▶ EXERCISE BRIEF
Provide only the number of lines in the data below that contain the string "storage".

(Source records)
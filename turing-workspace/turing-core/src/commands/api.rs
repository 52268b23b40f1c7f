// turing-core/src/commands/api.rs
//! `Turing`: the one object a chat-bot layer holds.
//!
//! It owns the delay queue and its dispatcher task, the moderation index, the
//! pending-write registry and the corpus cache. Chat ingress only enqueues;
//! everything else happens on the dispatcher and the commit units it spawns.

use anyhow::{Context, Result};
use chrono::{DateTime, Duration as ChronoDuration, Utc};
use std::collections::HashMap;
use std::sync::{Arc, Mutex, PoisonError};
use tokio::task::JoinHandle;
use tokio_util::sync::CancellationToken;
use tracing::{debug, info, trace, warn};

use crate::commands::init::ensure_initialized_once;
use crate::config::CoreConfig;
use crate::corpus::{CorpusCache, WeightedGenerator};
use crate::error::{GenerateError, StoreError};
use crate::events::{EventEnvelope, UserId};
use crate::memory::{MessageStore, SqliteStore};
use crate::services::{Committer, DelayQueue, Dispatcher, ModerationIndex, PendingWrites};

/// Longest timeout honoured as a timeout; anything longer is a ban.
const MAX_TIMEOUT_SECS: i64 = 10 * 365 * 24 * 60 * 60;

pub struct Turing {
    queue: Arc<DelayQueue>,
    moderation: Arc<ModerationIndex>,
    pending: Arc<PendingWrites>,
    store: Arc<dyn MessageStore>,
    cache: Arc<CorpusCache>,
    generator: WeightedGenerator,
    chain_order: usize,
    shutdown: CancellationToken,
    dispatcher: Mutex<Option<JoinHandle<()>>>,
}

impl Turing {
    /// Initialize the data root (`TURING_ROOT`), load its config and open
    /// the SQLite store it names.
    pub fn open_default() -> Result<Self> {
        let report = ensure_initialized_once()?;
        let cfg = CoreConfig::load(&report.root)?;
        Self::open(&cfg)
    }

    pub fn open(cfg: &CoreConfig) -> Result<Self> {
        let store = SqliteStore::open(&cfg.storage.db_path)
            .with_context(|| format!("opening store {}", cfg.storage.db_path.display()))?;
        Ok(Self::start(Arc::new(store), cfg))
    }

    /// Wire the pipeline over `store` and spawn the dispatcher. Must be
    /// called inside a Tokio runtime.
    pub fn start(store: Arc<dyn MessageStore>, cfg: &CoreConfig) -> Self {
        let queue = Arc::new(DelayQueue::new(cfg.pipeline.queue_delay()));
        let moderation = Arc::new(ModerationIndex::new(
            cfg.moderation.always_ignored_ids(),
            cfg.moderation.blocked_words.iter().cloned(),
            cfg.moderation.timeout_lookback(),
        ));
        let pending = PendingWrites::new();
        let cache = Arc::new(
            CorpusCache::new(
                Arc::clone(&store),
                cfg.generation.chain_order,
                cfg.generation.max_attempts,
            )
            .with_blocked_words(moderation.blocked_words().clone()),
        );
        let committer = Arc::new(Committer::new(
            Arc::clone(&store),
            Arc::clone(&moderation),
            Arc::clone(&cache),
            cfg.commit_settings(),
        ));
        let dispatcher = Dispatcher::new(
            Arc::clone(&queue),
            Arc::clone(&moderation),
            Arc::clone(&pending),
            Arc::clone(&store),
            committer,
        );
        let shutdown = CancellationToken::new();
        let handle = tokio::spawn(dispatcher.run(shutdown.clone()));
        info!(
            name = %cfg.system.name,
            commit_delay_secs = cfg.pipeline.commit_delay_secs,
            chain_order = cfg.generation.chain_order,
            "turing started"
        );

        Self {
            queue,
            moderation,
            pending,
            store,
            generator: WeightedGenerator::new(Arc::clone(&cache)),
            cache,
            chain_order: cfg.generation.chain_order,
            shutdown,
            dispatcher: Mutex::new(Some(handle)),
        }
    }

    // ---------- chat ingress ----------

    /// Returns whether the event was queued.
    pub fn on_message(
        &self,
        channel: &str,
        user: &str,
        message_id: &str,
        content: &str,
        ts: DateTime<Utc>,
    ) -> bool {
        let user = UserId::from(user);
        if self.moderation.is_always_ignored(&user) {
            trace!(channel, "message from ignored account dropped at ingress");
            return false;
        }
        self.enqueue(EventEnvelope::message(channel, user, message_id, content, ts))
    }

    pub fn on_ban(&self, channel: &str, user: &str, ts: DateTime<Utc>) -> bool {
        self.enqueue(EventEnvelope::ban(channel, user, None, ts))
    }

    pub fn on_timeout(&self, channel: &str, user: &str, ts: DateTime<Utc>, duration_secs: u64) -> bool {
        let secs = i64::try_from(duration_secs)
            .unwrap_or(i64::MAX)
            .min(MAX_TIMEOUT_SECS);
        let expires = ts.checked_add_signed(ChronoDuration::seconds(secs));
        self.enqueue(EventEnvelope::ban(channel, user, expires, ts))
    }

    /// Lift a user's ban or timeout at `ts`. Messages sent before `ts` stay
    /// suppressed. Queued like a ban, so it lands after any ban it follows.
    pub fn on_unban(&self, channel: &str, user: &str, ts: DateTime<Utc>) -> bool {
        self.enqueue(EventEnvelope::unban(channel, user, ts))
    }

    pub fn on_message_deleted(&self, channel: &str, message_id: &str, ts: DateTime<Utc>) -> bool {
        self.enqueue(EventEnvelope::censor(channel, message_id, ts))
    }

    fn enqueue(&self, event: EventEnvelope) -> bool {
        if self.shutdown.is_cancelled() {
            debug!(kind = event.kind().as_str(), "event after shutdown dropped");
            return false;
        }
        self.queue.put(event);
        true
    }

    // ---------- read side ----------

    pub async fn ensure_loaded(&self, channel: &str) -> Result<(), StoreError> {
        self.cache.ensure_loaded(channel).await
    }

    /// Load every channel the store knows about. Returns how many.
    pub async fn preload(&self) -> Result<usize, StoreError> {
        let channels = self.store.select_distinct_channels().await?;
        for channel in &channels {
            self.cache.ensure_loaded(channel).await?;
        }
        info!(channels = channels.len(), "corpora preloaded");
        Ok(channels.len())
    }

    /// One sentence from a single channel's corpus.
    pub async fn generate(&self, channel: &str) -> Result<String, GenerateError> {
        self.cache.ensure_loaded(channel).await?;
        let has_data = self
            .cache
            .with_corpus(channel, |c| !c.is_empty())
            .await
            .unwrap_or(false);
        if !has_data {
            return Err(GenerateError::EmptyCorpus);
        }
        self.cache
            .generate(channel)
            .await
            .ok_or(GenerateError::Exhausted {
                attempts: self.cache.attempts(),
            })
    }

    /// One sentence blended from several channels. `chain_order` defaults
    /// to the configured order.
    pub async fn generate_weighted(
        &self,
        weights: &HashMap<String, f64>,
        chain_order: Option<usize>,
    ) -> Result<String, GenerateError> {
        self.generator
            .generate(weights, chain_order.unwrap_or(self.chain_order))
            .await
    }

    // ---------- lifecycle ----------

    /// Stop the dispatcher, discard queued events, cancel every pending
    /// commit and wait for them to unwind.
    pub async fn shutdown(&self) {
        self.shutdown.cancel();
        let handle = {
            let mut slot = self.dispatcher.lock().unwrap_or_else(PoisonError::into_inner);
            slot.take()
        };
        if let Some(handle) = handle {
            if let Err(e) = handle.await {
                warn!(error = %e, "dispatcher task ended abnormally");
            }
        }
        let discarded = self.queue.drain().len();
        let cancelled = self.pending.cancel_all();
        info!(discarded, cancelled, "shutting down");
        self.pending.wait_drained().await;
        info!("shutdown complete");
    }

    // ---------- inspection ----------

    pub fn cache(&self) -> &Arc<CorpusCache> {
        &self.cache
    }

    pub fn moderation(&self) -> &ModerationIndex {
        &self.moderation
    }

    pub fn queued(&self) -> usize {
        self.queue.len()
    }

    pub fn pending(&self) -> usize {
        self.pending.len()
    }
}

impl Drop for Turing {
    fn drop(&mut self) {
        self.shutdown.cancel();
    }
}
//! DecisionEngine: resolves the batch mode, then runs coerce → label → rank.

use mercy_core::config::EngineConfig;
use mercy_core::errors::ConfigError;
use mercy_core::models::{NormalizedDecision, SourceMode};
use serde_json::Value;
use tracing::{debug, trace};

use crate::coercion;
use crate::mode;
use crate::ranking;

/// The ranked output of one normalization pass.
#[derive(Debug, Clone, PartialEq)]
pub struct DecisionBatch {
    /// Mode the batch was normalized under.
    pub mode: SourceMode,
    /// Decisions in ranked order.
    pub decisions: Vec<NormalizedDecision>,
}

impl DecisionBatch {
    /// Whether trend and confidence carry information for this batch.
    /// When false the presentation layer should hide them entirely.
    pub fn explain_fields_meaningful(&self) -> bool {
        self.mode.is_explain()
    }

    pub fn len(&self) -> usize {
        self.decisions.len()
    }

    pub fn is_empty(&self) -> bool {
        self.decisions.is_empty()
    }

    /// Number of decisions whose `signal_id` had to be synthesized.
    pub fn synthesized_count(&self) -> usize {
        self.decisions
            .iter()
            .filter(|d| d.has_synthesized_id())
            .count()
    }
}

/// Stateless apart from its config; safe to share and reuse across batches.
#[derive(Debug, Clone, Default)]
pub struct DecisionEngine {
    config: EngineConfig,
}

impl DecisionEngine {
    /// Create an engine. The config is validated first, so every engine
    /// keeps a zero score at `None` and thresholds in order.
    pub fn new(config: EngineConfig) -> Result<Self, ConfigError> {
        config.validate()?;
        Ok(Self { config })
    }

    pub fn config(&self) -> &EngineConfig {
        &self.config
    }

    /// An explicit mode wins. Otherwise the first object row decides,
    /// unless detection is switched off, in which case the batch is base.
    pub fn resolve_mode(&self, rows: &[Value], explicit: Option<SourceMode>) -> SourceMode {
        match explicit {
            Some(mode) => mode,
            None if self.config.mode.detect_explain => mode::detect_batch_mode(rows),
            None => SourceMode::Base,
        }
    }

    /// Coerce and label a single row under `mode`.
    pub fn coerce(&self, raw: &Value, mode: SourceMode) -> NormalizedDecision {
        coercion::coerce_with(raw, mode, &self.config.severity)
    }

    /// Normalize and rank a batch of raw rows.
    pub fn normalize(&self, rows: &[Value], explicit: Option<SourceMode>) -> DecisionBatch {
        let mode = self.resolve_mode(rows, explicit);

        let decisions: Vec<NormalizedDecision> = rows
            .iter()
            .map(|raw| {
                let decision = self.coerce(raw, mode);
                if decision.has_synthesized_id() {
                    trace!(signal_id = %decision.signal_id, "synthesized signal id for row");
                }
                decision
            })
            .collect();

        let batch = DecisionBatch {
            mode,
            decisions: ranking::rank_owned(decisions),
        };

        debug!(
            ?mode,
            rows = rows.len(),
            synthesized = batch.synthesized_count(),
            "normalized decision batch"
        );

        batch
    }
}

▶ SOLUTION TO THE EXERCISE
2